(INFORMATION GIVEN begins)
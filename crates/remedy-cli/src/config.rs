use std::path::{Path, PathBuf};

use remedy_core::RetryBudget;
use serde::{Deserialize, Serialize};
use thiserror::Error;

#[derive(Debug, Error)]
pub enum ConfigError {
    #[error("failed to read config {}: {source}", path.display())]
    Read {
        path: PathBuf,
        #[source]
        source: std::io::Error,
    },

    #[error("invalid config {}: {source}", path.display())]
    Parse {
        path: PathBuf,
        #[source]
        source: serde_json::Error,
    },

    #[error("refuse_probability must be within 0.0..=1.0, got {0}")]
    Probability(f64),
}

/// Settings for the demo run. Every field has a default, so `{}` is valid.
#[derive(Debug, Clone, PartialEq, Serialize, Deserialize)]
#[serde(default)]
pub struct DemoConfig {
    /// Timeouts the simulated service returns before answering.
    pub timeouts: u32,

    /// Chance that a call is refused outright (served from cache instead).
    pub refuse_probability: f64,

    pub seed: u64,

    /// Value returned when the service refuses.
    pub cached_value: String,

    pub retry: RetryBudget,
}

impl Default for DemoConfig {
    fn default() -> Self {
        Self {
            timeouts: 2,
            refuse_probability: 0.0,
            seed: 7,
            cached_value: "cached greeting".to_string(),
            retry: RetryBudget::default_v1(),
        }
    }
}

impl DemoConfig {
    pub fn load(path: &Path) -> Result<Self, ConfigError> {
        let raw = std::fs::read_to_string(path).map_err(|source| ConfigError::Read {
            path: path.to_path_buf(),
            source,
        })?;
        serde_json::from_str(&raw).map_err(|source| ConfigError::Parse {
            path: path.to_path_buf(),
            source,
        })
    }

    pub fn validate(&self) -> Result<(), ConfigError> {
        if !(0.0..=1.0).contains(&self.refuse_probability) {
            return Err(ConfigError::Probability(self.refuse_probability));
        }
        Ok(())
    }
}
(INFORMATION GIVEN ends)
- WHAT YOU SHOULD DO
Exactly as given, set down all of the lines above.

- YOUR SOLUTION
filename crates/remedy-cli/src/config.rs
use std::path::{Path, PathBuf};

use remedy_core::RetryBudget;
use serde::{Deserialize, Serialize};
use thiserror::Error;

#[derive(Debug, Error)]
pub enum ConfigError {
    #[error("failed to read config {}: {source}", path.display())]
    Read {
        path: PathBuf,
        #[source]
        source: std::io::Error,
    },

    #[error("invalid config {}: {source}", path.display())]
    Parse {
        path: PathBuf,
        #[source]
        source: serde_json::Error,
    },

    #[error("refuse_probability must be within 0.0..=1.0, got {0}")]
    Probability(f64),
}

/// Settings for the demo run. Every field has a default, so `{}` is valid.
#[derive(Debug, Clone, PartialEq, Serialize, Deserialize)]
#[serde(default)]
pub struct DemoConfig {
    /// Timeouts the simulated service returns before answering.
    pub timeouts: u32,

    /// Chance that a call is refused outright (served from cache instead).
    pub refuse_probability: f64,

    pub seed: u64,

    /// Value returned when the service refuses.
    pub cached_value: String,

    pub retry: RetryBudget,
}

impl Default for DemoConfig {
    fn default() -> Self {
        Self {
            timeouts: 2,
            refuse_probability: 0.0,
            seed: 7,
            cached_value: "cached greeting".to_string(),
            retry: RetryBudget::default_v1(),
        }
    }
}

impl DemoConfig {
    pub fn load(path: &Path) -> Result<Self, ConfigError> {
        let raw = std::fs::read_to_string(path).map_err(|source| ConfigError::Read {
            path: path.to_path_buf(),
            source,
        })?;
        serde_json::from_str(&raw).map_err(|source| ConfigError::Parse {
            path: path.to_path_buf(),
            source,
        })
    }

    pub fn validate(&self) -> Result<(), ConfigError> {
        if !(0.0..=1.0).contains(&self.refuse_probability) {
            return Err(ConfigError::Probability(self.refuse_probability));
        }
        Ok(())
    }
}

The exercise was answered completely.